The metrics module provides functions for evaluating anomaly detection performance at both the image level (classification) and pixel level (segmentation).

Functions

compute_imagewise_retrieval_metrics

def compute_imagewise_retrieval_metrics(
    anomaly_prediction_weights,
    anomaly_ground_truth_labels
)
Computes image-level anomaly detection metrics including AUROC, FPR, TPR, and optimal thresholds.

Parameters

anomaly_prediction_weights
np.array or list
required
Array of anomaly scores for each image with shape [N]. Higher values indicate higher probability of being anomalous.
anomaly_ground_truth_labels
np.array or list
required
Binary ground truth labels with shape [N]. Values are 1 for anomalous images and 0 for normal images.

Returns

auroc
float
Area Under the Receiver Operating Characteristic curve. Values range from 0 to 1, where 1 is perfect classification.
fpr
np.ndarray
False Positive Rate values at different thresholds.
tpr
np.ndarray
True Positive Rate values at different thresholds.
threshold
np.ndarray
Threshold values corresponding to each FPR/TPR pair.

Example

import numpy as np
from patchcore.metrics import compute_imagewise_retrieval_metrics

# Simulate predictions and ground truth
scores = np.array([0.1, 0.4, 0.9, 0.3, 0.8, 0.2])  # Predicted anomaly scores
labels = np.array([0, 0, 1, 0, 1, 0])  # Ground truth (0=normal, 1=anomaly)

metrics = compute_imagewise_retrieval_metrics(scores, labels)

print(f"Image-level AUROC: {metrics['auroc']:.4f}")
print(f"Number of threshold points: {len(metrics['threshold'])}")

Real-world Usage

from torch.utils.data import DataLoader
from patchcore.patchcore import PatchCore
from patchcore.metrics import compute_imagewise_retrieval_metrics

# Load model and test data
model = PatchCore(device)
model.load_from_path("./models/trained", device, nn_method)
test_loader = DataLoader(test_dataset, batch_size=32)

# Get predictions
scores, masks, labels_gt, masks_gt = model.predict(test_loader)

# Compute image-level metrics
image_metrics = compute_imagewise_retrieval_metrics(scores, labels_gt)
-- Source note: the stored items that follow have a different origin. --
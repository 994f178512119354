//! Axum Handlers for the REST API
//!
//! Read-only views over the live session registry. They use `utoipa` doc
//! comments to generate OpenAPI documentation.

use axum::{
    extract::{Path, State},
    http::StatusCode,
    response::{IntoResponse, Json, Response},
};
use std::sync::Arc;
use uuid::Uuid;

use crate::{
    models::{ErrorResponse, HealthResponse, Message, SessionSummary},
    state::AppState,
};

pub enum ApiError {
    NotFound(String),
}

impl IntoResponse for ApiError {
    fn into_response(self) -> Response {
        match self {
            ApiError::NotFound(message) => {
                (StatusCode::NOT_FOUND, Json(ErrorResponse { message })).into_response()
            }
        }
    }
}

/// Liveness probe.
#[utoipa::path(
    get,
    path = "/health",
    responses(
        (status = 200, description = "Service is up", body = HealthResponse)
    )
)]
pub async fn health() -> Json<HealthResponse> {
    Json(HealthResponse {
        status: "ok".to_string(),
    })
}

/// List every connected session, oldest first.
#[utoipa::path(
    get,
    path = "/sessions",
    responses(
        (status = 200, description = "Connected sessions", body = [SessionSummary])
    )
)]
pub async fn list_sessions(State(state): State<Arc<AppState>>) -> Json<Vec<SessionSummary>> {
    Json(state.registry.summaries().await)
}

/// Get the conversation history of a connected session.
#[utoipa::path(
    get,
    path = "/sessions/{id}/messages",
    responses(
        (status = 200, description = "Messages in the order they were recorded", body = [Message]),
        (status = 404, description = "Session not found", body = ErrorResponse)
    ),
    params(
        ("id" = Uuid, Path, description = "Session ID")
    )
)]
pub async fn get_session_messages(
    State(state): State<Arc<AppState>>,
    Path(id): Path<Uuid>,
) -> Result<Json<Vec<Message>>, ApiError> {
    let record = state
        .registry
        .get(id)
        .await
        .ok_or_else(|| ApiError::NotFound(format!("Session with id '{}' not found", id)))?;

    let messages = record.lock().await.messages.clone();
    Ok(Json(messages))
}

#[cfg(test)]
mod tests {
    use super::*;
    use crate::{models::TurnState, state::SessionServices, ws::registry::SessionRegistry};
    use std::time::Duration;
    use voicegpt_core::{
        completion::MockCompletionClient,
        speech::MockSpeechSynthesizer,
        transcription::{DeepgramTranscriber, TranscriptionOptions},
    };

    fn test_state() -> Arc<AppState> {
        Arc::new(AppState {
            registry: Arc::new(SessionRegistry::new()),
            services: SessionServices {
                transcription: Arc::new(DeepgramTranscriber::new(
                    "dg".into(),
                    TranscriptionOptions::default(),
                )),
                completion: Arc::new(MockCompletionClient::new()),
                synthesis: Arc::new(MockSpeechSynthesizer::new()),
                reconnect_retry_delay: Duration::from_millis(10),
            },
        })
    }

    #[tokio::test]
    async fn test_health() {
        let Json(body) = health().await;
        assert_eq!(body.status, "ok");
    }

    #[tokio::test]
    async fn test_list_sessions() {
        let state = test_state();
        let Json(sessions) = list_sessions(State(state.clone())).await;
        assert!(sessions.is_empty());

        let id = Uuid::new_v4();
        state.registry.register(id).await;
        let Json(sessions) = list_sessions(State(state)).await;
        assert_eq!(sessions.len(), 1);
        assert_eq!(sessions[0].id, id);
        assert_eq!(sessions[0].turn_state, TurnState::Listening);
    }

    #[tokio::test]
    async fn test_get_session_messages() {
        let state = test_state();
        let id = Uuid::new_v4();
        let record = state.registry.register(id).await;
        record.lock().await.messages.push(Message::user("how are you"));
        record
            .lock()
            .await
            .messages
            .push(Message::assistant("I'm doing well"));

        let Json(messages) = get_session_messages(State(state), Path(id))
            .await
            .unwrap_or_else(|_| panic!("session should exist"));
        assert_eq!(messages.len(), 2);
        assert_eq!(messages[0].content, "how are you");
        assert_eq!(messages[1].is_audio_playing, Some(true));
    }

    #[tokio::test]
    async fn test_get_session_messages_not_found() {
        let state = test_state();
        let response = get_session_messages(State(state), Path(Uuid::new_v4()))
            .await
            .into_response();
        assert_eq!(response.status(), StatusCode::NOT_FOUND);
    }
}
// --- Deepgram wire types ---

#[derive(Deserialize, Debug)]
struct DeepgramMessage {
    #[serde(rename = "type")]
    kind: String,
    #[serde(default)]
    is_final: bool,
    channel: Option<DeepgramChannel>,
}

#[derive(Deserialize, Debug)]
struct DeepgramChannel {
    alternatives: Vec<DeepgramAlternative>,
}

#[derive(Deserialize, Debug)]
struct DeepgramAlternative {
    #[serde(default)]
    transcript: String,
}

/// Extracts a fragment from a provider text frame. Non-result messages and
/// empty transcripts yield `None`.
pub fn parse_fragment(payload: &str) -> Option<TranscriptFragment> {
    let message: DeepgramMessage = match serde_json::from_str(payload) {
        Ok(message) => message,
        Err(e) => {
            debug!(error = %e, "Ignoring unparseable transcription message.");
            return None;
        }
    };
    if message.kind != "Results" {
        return None;
    }
    let text = message
        .channel?
        .alternatives
        .into_iter()
        .next()
        .map(|alt| alt.transcript)?;
    if text.is_empty() {
        return None;
    }
    Some(TranscriptFragment {
        text,
        is_final: message.is_final,
    })
}

// --- Deepgram bridge ---

/// Opens live streaming connections to Deepgram.
pub struct DeepgramTranscriber {
    api_key: String,
    options: TranscriptionOptions,
}

impl DeepgramTranscriber {
    pub fn new(api_key: String, options: TranscriptionOptions) -> Self {
        Self { api_key, options }
    }
}

impl TranscriptionProvider for DeepgramTranscriber {
    fn open(&self, callback: TranscriptionCallback) -> Box<dyn TranscriptionConnection> {
        let state = SharedConnectionState::new(ConnectionState::Connecting);
        let (audio_tx, audio_rx) = mpsc::channel(AUDIO_QUEUE_DEPTH);
        let finish = Arc::new(Notify::new());
        info!(
            language = %self.options.language,
            model = %self.options.model,
            "Opening transcription connection."
        );

        tokio::spawn(
            run_connection(
                self.options.clone(),
                self.api_key.clone(),
                state.clone(),
                audio_rx,
                finish.clone(),
                callback,
            )
            .in_current_span(),
        );

        Box::new(DeepgramConnection {
            state,
            audio: audio_tx,
            finish,
        })
    }
}

/// Handle returned by [`DeepgramTranscriber::open`].
pub struct DeepgramConnection {
    state: SharedConnectionState,
    audio: mpsc::Sender<Bytes>,
    finish: Arc<Notify>,
}

impl TranscriptionConnection for DeepgramConnection {
    fn send(&self, chunk: Bytes) -> Result<(), TranscriptionError> {
        let state = self.state.get();
        if state != ConnectionState::Open {
            return Err(TranscriptionError::NotOpen(state));
        }
        self.audio.try_send(chunk).map_err(|e| match e {
            mpsc::error::TrySendError::Full(_) => TranscriptionError::QueueFull,
            mpsc::error::TrySendError::Closed(_) => TranscriptionError::ChannelClosed,
        })
    }

    fn close(&self) {
        if self
            .state
            .transition(ConnectionState::Connecting, ConnectionState::Closing)
            || self
                .state
                .transition(ConnectionState::Open, ConnectionState::Closing)
        {
            self.finish.notify_one();
        }
    }

    fn state(&self) -> ConnectionState {
        self.state.get()
    }
}

/// Drives one connection from connect to close, then reports `Closed` once.
async fn run_connection(
    options: TranscriptionOptions,
    api_key: String,
    state: SharedConnectionState,
    audio: mpsc::Receiver<Bytes>,
    finish: Arc<Notify>,
    callback: TranscriptionCallback,
) {
    match stream_audio(&options, &api_key, &state, audio, &finish, &callback).await {
        Ok(()) => info!("Transcription connection closed."),
        Err(e) => warn!(error = %e, "Transcription connection failed."),
    }
    state.set(ConnectionState::Closed);
    callback(TranscriptionEvent::Closed);
}

async fn stream_audio(
    options: &TranscriptionOptions,
    api_key: &str,
    state: &SharedConnectionState,
    mut audio: mpsc::Receiver<Bytes>,
    finish: &Notify,
    callback: &TranscriptionCallback,
) -> Result<(), TranscriptionError> {
    let url = options.listen_url()?;
    let mut request = url
        .as_str()
        .into_client_request()
        .map_err(|e| TranscriptionError::Connect(e.to_string()))?;
    let auth = HeaderValue::from_str(&format!("Token {}", api_key))
        .map_err(|e| TranscriptionError::Connect(e.to_string()))?;
    request.headers_mut().insert(AUTHORIZATION, auth);

    let (ws_stream, _) = connect_async(request)
        .await
        .map_err(|e| TranscriptionError::Connect(e.to_string()))?;

    if !state.transition(ConnectionState::Connecting, ConnectionState::Open) {
        info!("Transcription connection was closed while connecting; discarding socket.");
        return Ok(());
    }
    info!("Transcription connection open.");

    let (mut provider_tx, mut provider_rx) = ws_stream.split();
    loop {
        // Queued audio is flushed before a requested close takes effect.
        let finished = tokio::select! {
            biased;
            chunk = audio.recv() => match chunk {
                Some(chunk) => {
                    provider_tx
                        .send(WsMessage::Binary(chunk))
                        .await
                        .map_err(|e| TranscriptionError::Stream(e.to_string()))?;
                    false
                }
                None => true,
            },
            incoming = provider_rx.next() => match incoming {
                Some(Ok(WsMessage::Text(text))) => {
                    if let Some(fragment) = parse_fragment(text.as_str()) {
                        callback(TranscriptionEvent::Fragment(fragment));
                    }
                    false
                }
                Some(Ok(WsMessage::Close(frame))) => {
                    info!(?frame, "Transcription provider closed the connection.");
                    return Ok(());
                }
                Some(Ok(_)) => false,
                Some(Err(e)) => return Err(TranscriptionError::Stream(e.to_string())),
                None => return Ok(()),
            },
            _ = finish.notified() => true,
        };
        if finished {
            state.set(ConnectionState::Closing);
            let _ = provider_tx.send(WsMessage::Text(CLOSE_STREAM_MESSAGE.into())).await;
            let _ = provider_tx.close().await;
            return Ok(());
        }
    }
}

#[cfg(test)]
mod tests {
    use super::*;

    #[test]
    fn test_parse_final_result() {
        let payload = r#"{
            "type": "Results",
            "is_final": true,
            "channel": { "alternatives": [{ "transcript": "how are you", "confidence": 0.98 }] }
        }"#;
        assert_eq!(
            parse_fragment(payload),
            Some(TranscriptFragment {
                text: "how are you".to_string(),
                is_final: true
            })
        );
    }

    #[test]
    fn test_parse_interim_result() {
        let payload = r#"{"type":"Results","is_final":false,"channel":{"alternatives":[{"transcript":"how"}]}}"#;
        let fragment = parse_fragment(payload).unwrap();
        assert_eq!(fragment.text, "how");
        assert!(!fragment.is_final);
    }

    #[test]
    fn test_parse_ignores_other_messages() {
        assert_eq!(parse_fragment(r#"{"type":"Metadata","request_id":"x"}"#), None);
        assert_eq!(
            parse_fragment(
                r#"{"type":"Results","is_final":true,"channel":{"alternatives":[{"transcript":""}]}}"#
            ),
            None
        );
        assert_eq!(
            parse_fragment(r#"{"type":"Results","channel":{"alternatives":[]}}"#),
            None
        );
        assert_eq!(parse_fragment("not json"), None);
    }

    #[test]
    fn test_listen_url_carries_fixed_options() {
        let url = TranscriptionOptions::default().listen_url().unwrap();
        assert_eq!(url.scheme(), "wss");
        assert_eq!(url.host_str(), Some("api.deepgram.com"));
        let query = url.query().unwrap();
        assert!(query.contains("language=en"));
        assert!(query.contains("model=nova"));
        assert!(query.contains("punctuate=true"));
        assert!(query.contains("smart_format=true"));
        assert!(query.contains("interim_results=true"));
    }

    #[test]
    fn test_listen_url_rejects_bad_endpoint() {
        let options = TranscriptionOptions {
            endpoint: "not a url".to_string(),
            ..Default::default()
        };
        assert!(matches!(
            options.listen_url(),
            Err(TranscriptionError::Connect(_))
        ));
    }

    #[test]
    fn test_shared_state_transition() {
        let state = SharedConnectionState::new(ConnectionState::Connecting);
        assert!(!state.transition(ConnectionState::Open, ConnectionState::Closing));
        assert!(state.transition(ConnectionState::Connecting, ConnectionState::Open));
        assert_eq!(state.get(), ConnectionState::Open);
        state.set(ConnectionState::Closed);
        assert_eq!(state.get(), ConnectionState::Closed);
    }

    fn test_connection(
        state: ConnectionState,
        depth: usize,
    ) -> (DeepgramConnection, mpsc::Receiver<Bytes>, Arc<Notify>) {
        let (audio, rx) = mpsc::channel(depth);
        let finish = Arc::new(Notify::new());
        let connection = DeepgramConnection {
            state: SharedConnectionState::new(state),
            audio,
            finish: finish.clone(),
        };
        (connection, rx, finish)
    }

    #[tokio::test]
    async fn test_send_before_open_is_rejected() {
        let (connection, mut rx, _finish) = test_connection(ConnectionState::Connecting, 4);
        let err = connection.send(Bytes::from_static(b"abc")).unwrap_err();
        assert!(matches!(
            err,
            TranscriptionError::NotOpen(ConnectionState::Connecting)
        ));
        assert!(rx.try_recv().is_err());
    }

    #[tokio::test]
    async fn test_close_moves_to_closing_once() {
        let (connection, mut rx, finish) = test_connection(ConnectionState::Open, 4);
        connection.send(Bytes::from_static(b"abc")).unwrap();
        connection.close();
        connection.close();
        assert_eq!(connection.state(), ConnectionState::Closing);
        assert!(matches!(
            connection.send(Bytes::from_static(b"def")),
            Err(TranscriptionError::NotOpen(ConnectionState::Closing))
        ));

        assert_eq!(rx.try_recv().unwrap(), Bytes::from_static(b"abc"));
        assert!(rx.try_recv().is_err());

        let wait = std::time::Duration::from_millis(50);
        assert!(tokio::time::timeout(wait, finish.notified()).await.is_ok());
        assert!(tokio::time::timeout(wait, finish.notified()).await.is_err());
    }

    #[tokio::test]
    async fn test_send_drops_when_queue_is_full() {
        let (connection, mut rx, _finish) = test_connection(ConnectionState::Open, 1);
        connection.send(Bytes::from_static(b"one")).unwrap();
        assert!(matches!(
            connection.send(Bytes::from_static(b"two")),
            Err(TranscriptionError::QueueFull)
        ));

        assert_eq!(rx.try_recv().unwrap(), Bytes::from_static(b"one"));
        drop(rx);
        assert!(matches!(
            connection.send(Bytes::from_static(b"three")),
            Err(TranscriptionError::ChannelClosed)
        ));
    }

    #[tokio::test]
    async fn test_unreachable_provider_reports_closed_once() {
        let options = TranscriptionOptions {
            endpoint: "ws://127.0.0.1:9/v1/listen".to_string(),
            ..Default::default()
        };
        let (events_tx, mut events_rx) = mpsc::channel(4);
        let callback: TranscriptionCallback = Arc::new(move |event| {
            let _ = events_tx.try_send(event);
        });

        let connection = DeepgramTranscriber::new("key".into(), options).open(callback);
        let event = tokio::time::timeout(std::time::Duration::from_secs(10), events_rx.recv())
            .await
            .expect("closed notification")
            .expect("channel open");
        assert_eq!(event, TranscriptionEvent::Closed);
        assert_eq!(connection.state(), ConnectionState::Closed);
        assert!(events_rx.try_recv().is_err());
    }
}
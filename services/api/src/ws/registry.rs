//! Registry of connected client sessions, keyed by session id.

use crate::models::{Message, SessionSummary, TurnState};
use chrono::{DateTime, Utc};
use std::{collections::HashMap, sync::Arc};
use tokio::sync::{Mutex, RwLock};
use uuid::Uuid;

/// Observable state of one session, updated by its orchestrator.
#[derive(Debug, Clone)]
pub struct SessionRecord {
    pub id: Uuid,
    pub connected_at: DateTime<Utc>,
    pub turn_state: TurnState,
    pub messages: Vec<Message>,
}

impl SessionRecord {
    pub fn new(id: Uuid) -> Self {
        Self {
            id,
            connected_at: Utc::now(),
            turn_state: TurnState::default(),
            messages: Vec::new(),
        }
    }

    pub fn summary(&self) -> SessionSummary {
        SessionSummary {
            id: self.id,
            connected_at: self.connected_at,
            turn_state: self.turn_state,
            message_count: self.messages.len(),
        }
    }
}

pub type SharedSessionRecord = Arc<Mutex<SessionRecord>>;

/// Every connected client gets its own entry; sessions never share state.
#[derive(Default)]
pub struct SessionRegistry {
    sessions: RwLock<HashMap<Uuid, SharedSessionRecord>>,
}

impl SessionRegistry {
    pub fn new() -> Self {
        Self::default()
    }

    pub async fn register(&self, id: Uuid) -> SharedSessionRecord {
        let record = Arc::new(Mutex::new(SessionRecord::new(id)));
        self.sessions.write().await.insert(id, record.clone());
        record
    }

    pub async fn remove(&self, id: Uuid) -> Option<SharedSessionRecord> {
        self.sessions.write().await.remove(&id)
    }

    pub async fn get(&self, id: Uuid) -> Option<SharedSessionRecord> {
        self.sessions.read().await.get(&id).cloned()
    }

    /// Summaries of all live sessions, oldest first.
    pub async fn summaries(&self) -> Vec<SessionSummary> {
        let records: Vec<SharedSessionRecord> =
            self.sessions.read().await.values().cloned().collect();
        let mut summaries = Vec::with_capacity(records.len());
        for record in records {
            summaries.push(record.lock().await.summary());
        }
        summaries.sort_by_key(|s| s.connected_at);
        summaries
    }

    pub async fn len(&self) -> usize {
        self.sessions.read().await.len()
    }

    pub async fn is_empty(&self) -> bool {
        self.len().await == 0
    }
}

#[cfg(test)]
mod tests {
    use super::*;

    #[tokio::test]
    async fn test_register_and_remove() {
        let registry = SessionRegistry::new();
        let id = Uuid::new_v4();
        registry.register(id).await;
        assert_eq!(registry.len().await, 1);
        assert!(registry.get(id).await.is_some());

        assert!(registry.remove(id).await.is_some());
        assert!(registry.is_empty().await);
        assert!(registry.remove(id).await.is_none());
    }

    #[tokio::test]
    async fn test_sessions_are_isolated() {
        let registry = SessionRegistry::new();
        let first = registry.register(Uuid::new_v4()).await;
        let second = registry.register(Uuid::new_v4()).await;

        first.lock().await.messages.push(Message::user("hello"));
        first.lock().await.turn_state = TurnState::AwaitingReply;

        let second = second.lock().await;
        assert!(second.messages.is_empty());
        assert_eq!(second.turn_state, TurnState::Listening);
    }

    #[tokio::test]
    async fn test_summaries_reflect_records() {
        let registry = SessionRegistry::new();
        let id = Uuid::new_v4();
        let record = registry.register(id).await;
        {
            let mut record = record.lock().await;
            record.messages.push(Message::user("hi"));
            record.messages.push(Message::assistant("hello"));
            record.turn_state = TurnState::Speaking;
        }

        let summaries = registry.summaries().await;
        assert_eq!(summaries.len(), 1);
        assert_eq!(summaries[0].id, id);
        assert_eq!(summaries[0].message_count, 2);
        assert_eq!(summaries[0].turn_state, TurnState::Speaking);
    }
}
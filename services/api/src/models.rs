//! API Models
//!
//! Data structures shared by the session orchestrator and the REST API, with
//! `utoipa` schemas for the OpenAPI documentation.

use chrono::{DateTime, Utc};
use serde::{Deserialize, Serialize};
use std::fmt;
use utoipa::ToSchema;
use uuid::Uuid;

/// Where a session is in the listen → reply → speak cycle.
#[derive(Debug, Serialize, Deserialize, ToSchema, Clone, Copy, PartialEq, Eq, Default)]
#[serde(rename_all = "snake_case")]
pub enum TurnState {
    /// Microphone audio is forwarded to transcription.
    #[default]
    Listening,
    /// An utterance was finalized; completion and synthesis are in flight.
    AwaitingReply,
    /// Synthesized audio was delivered and is assumed to be playing on the client.
    Speaking,
}

#[derive(Debug, Serialize, Deserialize, ToSchema, Clone, Copy, PartialEq, Eq)]
#[serde(rename_all = "lowercase")]
pub enum MessageRole {
    User,
    Assistant,
}

impl fmt::Display for MessageRole {
    fn fmt(&self, f: &mut fmt::Formatter<'_>) -> fmt::Result {
        match self {
            MessageRole::User => write!(f, "user"),
            MessageRole::Assistant => write!(f, "assistant"),
        }
    }
}

/// One user utterance or assistant reply in a conversation.
#[derive(Serialize, Deserialize, ToSchema, Debug, Clone, PartialEq)]
#[serde(rename_all = "camelCase")]
pub struct Message {
    /// Time-derived identifier. Collisions are tolerated.
    pub id: String,
    pub role: MessageRole,
    pub content: String,
    pub created_at: DateTime<Utc>,
    /// Only present on assistant messages.
    #[serde(skip_serializing_if = "Option::is_none")]
    pub is_audio_playing: Option<bool>,
}

impl Message {
    pub fn user(content: impl Into<String>) -> Self {
        Self::new(MessageRole::User, content.into(), None)
    }

    /// An assistant reply, marked as playing until playback ends.
    pub fn assistant(content: impl Into<String>) -> Self {
        Self::new(MessageRole::Assistant, content.into(), Some(true))
    }

    fn new(role: MessageRole, content: String, is_audio_playing: Option<bool>) -> Self {
        let created_at = Utc::now();
        Self {
            id: created_at.timestamp_millis().to_string(),
            role,
            content,
            created_at,
            is_audio_playing,
        }
    }
}

/// A snapshot of one connected client session.
#[derive(Serialize, Deserialize, ToSchema, Debug, Clone)]
#[serde(rename_all = "camelCase")]
pub struct SessionSummary {
    #[schema(value_type = String, format = Uuid)]
    pub id: Uuid,
    pub connected_at: DateTime<Utc>,
    pub turn_state: TurnState,
    pub message_count: usize,
}

#[derive(Serialize, ToSchema)]
pub struct HealthResponse {
    pub status: String,
}

#[derive(Serialize, ToSchema)]
pub struct ErrorResponse {
    pub message: String,
}
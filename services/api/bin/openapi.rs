use utoipa::OpenApi;
use voicegpt_api::router::ApiDoc;

/// Generates the OpenAPI specification and writes it to a file.
fn generate_spec(
    api_doc: utoipa::openapi::OpenApi,
    path: &str,
) -> Result<(), Box<dyn std::error::Error>> {
    let spec_json = api_doc.to_pretty_json()?;
    std::fs::write(path, spec_json)?;
    Ok(())
}

fn main() -> Result<(), Box<dyn std::error::Error>> {
    generate_spec(ApiDoc::openapi(), "openapi.json")?;
    Ok(())
}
print(f"Image AUROC: {image_metrics['auroc']:.4f}")
AUROC Interpretation:
  • 0.95-1.0: Excellent detection performance
  • 0.90-0.95: Good detection performance
  • 0.80-0.90: Fair detection performance
  • Below 0.80: Poor detection performance

compute_pixelwise_retrieval_metrics

def compute_pixelwise_retrieval_metrics(
    anomaly_segmentations,
    ground_truth_masks
)
Computes pixel-level anomaly segmentation metrics including AUROC, optimal threshold, and false positive/negative rates.

Parameters

anomaly_segmentations
list of np.ndarray or np.ndarray
required
Predicted anomaly segmentation masks. Can be:
  • List of arrays, each with shape [H, W]
  • Single array with shape [N, H, W]
Values should be continuous scores (not binary), typically in range [0, 1].
ground_truth_masks
list of np.ndarray or np.ndarray
required
Ground truth segmentation masks with the same shape as predictions. Binary values where 1 indicates anomalous pixels and 0 indicates normal pixels.

Returns

auroc
float
Pixel-level Area Under the ROC curve.
fpr
np.ndarray
False Positive Rate values at different thresholds.
tpr
np.ndarray
True Positive Rate values at different thresholds.
optimal_threshold
float
Threshold that maximizes the F1 score, balancing precision and recall.
optimal_fpr
float
False Positive Rate at the optimal threshold.
optimal_fnr
float
False Negative Rate at the optimal threshold.

Example

import numpy as np
from patchcore.metrics import compute_pixelwise_retrieval_metrics

# Simulate segmentation predictions and ground truth
predictions = [
    np.random.rand(224, 224),  # Continuous anomaly scores
    np.random.rand(224, 224),
    np.random.rand(224, 224)
]

ground_truth = [
    np.random.randint(0, 2, (224, 224)),  # Binary masks
    np.random.randint(0, 2, (224, 224)),
    np.random.randint(0, 2, (224, 224))
]

metrics = compute_pixelwise_retrieval_metrics(predictions, ground_truth)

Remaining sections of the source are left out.